§ **Entries supplied**
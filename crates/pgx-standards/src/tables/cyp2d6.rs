#![deny(unsafe_code)]

use std::path::Path;

use pgx_model::CypPhenotypeRow;

use crate::error::ReferenceError;
use crate::tables::{TableKind, read_rows};

pub const DIPLOTYPE_HEADER: &str = "CYP2D6 Diplotype";
pub const SUMMARY_HEADER: &str = "Coded Diplotype/Phenotype Summary";

/// Parse the CYP2D6 diplotype to phenotype table.
///
/// Rows without a diplotype are skipped; table order is kept so that the
/// first row wins for repeated diplotypes.
pub fn parse_cyp2d6_phenotypes(
    path: &Path,
    kind: TableKind,
) -> Result<Vec<CypPhenotypeRow>, ReferenceError> {
    let rows = read_rows(path, kind)?;
    if let Some(first) = rows.first() {
        for header in [DIPLOTYPE_HEADER, SUMMARY_HEADER] {
            if !first.contains_key(header) {
                return Err(ReferenceError::invalid_table(
                    path,
                    format!("missing column '{header}'"),
                ));
            }
        }
    }

    Ok(rows
        .into_iter()
        .filter_map(|mut row| {
            let diplotype = row.remove(DIPLOTYPE_HEADER).unwrap_or_default();
            if diplotype.is_empty() {
                return None;
            }
            Some(CypPhenotypeRow {
                diplotype,
                summary: row.remove(SUMMARY_HEADER).unwrap_or_default(),
            })
        })
        .collect())
}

§ **What the task asks**
Retype the listing exactly. Leave nothing out.

§ **Exercise solution**
filename crates/pgx-standards/src/tables/cyp2d6.rs
#![deny(unsafe_code)]

use std::path::Path;

use pgx_model::CypPhenotypeRow;

use crate::error::ReferenceError;
use crate::tables::{TableKind, read_rows};

pub const DIPLOTYPE_HEADER: &str = "CYP2D6 Diplotype";
pub const SUMMARY_HEADER: &str = "Coded Diplotype/Phenotype Summary";

/// Parse the CYP2D6 diplotype to phenotype table.
///
/// Rows without a diplotype are skipped; table order is kept so that the
/// first row wins for repeated diplotypes.
pub fn parse_cyp2d6_phenotypes(
    path: &Path,
    kind: TableKind,
) -> Result<Vec<CypPhenotypeRow>, ReferenceError> {
    let rows = read_rows(path, kind)?;
    if let Some(first) = rows.first() {
        for header in [DIPLOTYPE_HEADER, SUMMARY_HEADER] {
            if !first.contains_key(header) {
                return Err(ReferenceError::invalid_table(
                    path,
                    format!("missing column '{header}'"),
                ));
            }
        }
    }

    Ok(rows
        .into_iter()
        .filter_map(|mut row| {
            let diplotype = row.remove(DIPLOTYPE_HEADER).unwrap_or_default();
            if diplotype.is_empty() {
                return None;
            }
            Some(CypPhenotypeRow {
                diplotype,
                summary: row.remove(SUMMARY_HEADER).unwrap_or_default(),
            })
        })
        .collect())
}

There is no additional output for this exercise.